A duas horas de carro de Roma, mas num outro planeta, começa a Itália que ninguém põe nos cartazes. O Abruzzo é montanha a perder de vista, aldeias de pedra agarradas a encostas, planaltos onde pastam rebanhos — e os últimos ursos-pardos marsicanos e alcateias de lobos da península itálica. É um dos cantos mais verdes e mais vazios do país, e é precisamente por isso que vale a pena.

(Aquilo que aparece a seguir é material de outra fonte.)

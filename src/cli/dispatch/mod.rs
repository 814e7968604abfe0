//! Maps parsed arguments to the action the binary runs.

use crate::cli::actions::{verify::Args, Action};
use crate::cli::commands::{backend, suite};
use anyhow::Result;

/// # Errors
/// Returns an error if an argument cannot be turned into configuration.
pub fn handler(matches: &clap::ArgMatches) -> Result<Action> {
    let config = backend::Options::parse(matches)?;
    let options = suite::Options::parse(matches);

    Ok(Action::Verify(Args {
        config,
        suite: options.suite,
        batch: options.batch,
        numbered_users: options.numbered_users,
        report: options.report,
        format: options.format,
    }))
}

#[cfg(test)]
#[allow(clippy::unwrap_used)]
mod tests {
    use super::*;
    use crate::cli::commands;

    #[test]
    fn test_handler_builds_verify_action() {
        temp_env::with_vars(
            [
                ("VIGIL_USER_POOL_ID", Some("ap-northeast-1_pool")),
                ("VIGIL_CLIENT_ID", Some("client")),
                ("VIGIL_SESSION_TABLE", Some("sessions")),
                ("VIGIL_READ_ONLY", None),
                ("VIGIL_NUMBERED_USERS", Some("4")),
            ],
            || {
                let matches = commands::new().get_matches_from(vec!["vigil", "--batch-size", "2"]);
                let Action::Verify(args) = handler(&matches).unwrap();
                assert_eq!(args.config.user_pool_id, "ap-northeast-1_pool");
                assert!(args.config.write_policy.is_read_only());
                assert_eq!(args.batch.batch_size, 2);
                assert_eq!(args.numbered_users, 4);
            },
        );
    }
}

Três parques e o Gran Sasso
A região vive em torno dos seus parques. O Parque Nacional dos Abruzzos, Lácio e Molise é o mais antigo, criado em 1923, e é ali que vivem os ursos — vê-los é raro, mas os trilhos por entre faias centenárias são magníficos de qualquer modo. Mais a norte, o maciço do Gran Sasso ergue-se até quase aos três mil metros, com o planalto de Campo Imperatore, um descampado de altitude que faz lembrar uma estepe asiática e onde se filmaram westerns. No inverno há neve e esqui; no verão, gentiana a florir e gado solto.
Aldeias que quase morreram
Santo Stefano di Sessanio, em pedra cor de mel, ficou meio abandonada e renasceu como aldeia-hotel difusa, com quartos espalhados pelas casas antigas. Rocca Calascio, mesmo ao lado, tem um castelo no topo de uma crista a 1460 metros — uma das fortalezas mais altas de Itália, com vistas que se estendem por toda a montanha. A subida a pé desde a aldeia é curta mas íngreme; faça-a ao nascer ou ao pôr-do-sol.
À mesa
O Abruzzo come a sério e barato. Os arrosticini — espetadas pequenas de borrego grelhadas no carvão — são o prato de assinatura, comem-se aos molhos com as mãos. O queijo pecorino, o açafrão de Navelli (dos melhores do mundo) e o vinho Montepulciano d'Abruzzo completam a refeição.
Honestamente, o transporte público aqui é fraco e as aldeias ficam longe umas das outras — sem carro não vá. E em pleno inverno muitas estradas de montanha fecham. Mas para quem quer caminhar, comer bem e não ver mais ninguém nos trilhos, é difícil bater este sítio em toda a Itália.